A transcript of this speech is also available here.

He definitely made some anti-free trade statements. For example:

And fellow Americans, Democrats, Republicans, Independents, I say to you tonight: We have more work to do -- more work to do for the workers I met in Galesburg, Illinois, who are losing their union jobs at the Maytag plant that’s moving to Mexico, and now are having to compete with their own children for jobs that pay seven bucks an hour.

[John Kerry's] values and his record and affirm what is best in us. John Kerry believes in an America where hard work is rewarded; so instead of offering tax breaks to companies shipping jobs overseas, he offers them to companies creating jobs here at home.

This next quote is more blatantly anti-business.

John Kerry believes in energy independence, so we aren’t held hostage to the profits of oil companies, or the sabotage of foreign oil fields.

He also made some statements that were vaguely supportive of taking personal responsibility:

Now, don’t get me wrong. The people I meet -- in small towns and big cities, in diners and office parks -- they don’t expect government to solve all their problems. They know they have to work hard to get ahead, and they want to. Go into the collar counties around Chicago, and people will tell you they don’t want their tax money wasted, by a welfare agency or by the Pentagon. Go in -- Go into any inner city neighborhood, and folks will tell you that government alone can’t teach our kids to learn; they know that parents have to teach, that children can’t achieve unless we raise their expectations and turn off the television sets and eradicate the slander that says a black youth with a book is acting white. They know those things.

People don’t expect -- People don't expect government to solve all their problems.

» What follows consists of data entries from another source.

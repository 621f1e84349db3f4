//! Server configuration

use serde::Deserialize;
use std::net::SocketAddr;

use super::error::ValidationError;

/// Server configuration
#[derive(Debug, Clone, Deserialize)]
pub struct ServerConfig {
    /// Host address to bind to
    #[serde(default = "default_host")]
    pub host: String,

    /// Port to listen on
    #[serde(default = "default_port")]
    pub port: u16,

    /// Environment name
    #[serde(default = "default_environment")]
    pub environment: Environment,

    /// Rust log filter directive
    #[serde(default = "default_log_level")]
    pub log_level: String,

    /// Request timeout in seconds
    #[serde(default = "default_request_timeout")]
    pub request_timeout_secs: u64,
}

/// Application environment
#[derive(Debug, Clone, Deserialize, PartialEq, Eq, Default)]
#[serde(rename_all = "lowercase")]
pub enum Environment {
    #[default]
    Development,
    Staging,
    Production,
}

impl ServerConfig {
    /// Get the socket address to bind to
    pub fn socket_addr(&self) -> Result<SocketAddr, ValidationError> {
        let addr = format!("{}:{}", self.host, self.port);
        addr.parse()
            .map_err(|_| ValidationError::InvalidSocketAddr(addr))
    }

    /// Check if running in production
    pub fn is_production(&self) -> bool {
        self.environment == Environment::Production
    }

    /// Validate server configuration
    pub fn validate(&self) -> Result<(), ValidationError> {
        if self.port == 0 {
            return Err(ValidationError::InvalidPort);
        }
        if self.request_timeout_secs == 0 || self.request_timeout_secs > 300 {
            return Err(ValidationError::InvalidTimeout);
        }
        self.socket_addr()?;
        Ok(())
    }
}

impl Default for ServerConfig {
    fn default() -> Self {
        Self {
            host: default_host(),
            port: default_port(),
            environment: default_environment(),
            log_level: default_log_level(),
            request_timeout_secs: default_request_timeout(),
        }
    }
}

fn default_host() -> String {
    "0.0.0.0".to_string()
}

fn default_port() -> u16 {
    8080
}

fn default_environment() -> Environment {
    Environment::Development
}

fn default_log_level() -> String {
    "info,scheduling_agent=debug,tower_http=info".to_string()
}

fn default_request_timeout() -> u64 {
    30
}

Most importantly, I think Barak Obama's campaign will pivot around altruism (with a Christian flavor):

It is that fundamental belief -- It is that fundamental belief: I am my brother’s keeper. I am my sister’s keeper that makes this country work. It’s what allows us to pursue our individual dreams and yet still come together as one American family.

I believe that we can give our middle class relief and provide working families with a road to opportunity.

I believe we can provide jobs to the jobless, homes to the homeless, and reclaim young people in cities across America from violence and despair.

After re-reading his speech, I still do not think that a primary description of Senator Obama should be "anti-business." However, I expect his campaign to operate under many other principles of statism and of altruism. I expect to hear more Obama soundbytes centering around how the government can best serve the poor, the tired, the needy, the malnourished, the unemployed and the like.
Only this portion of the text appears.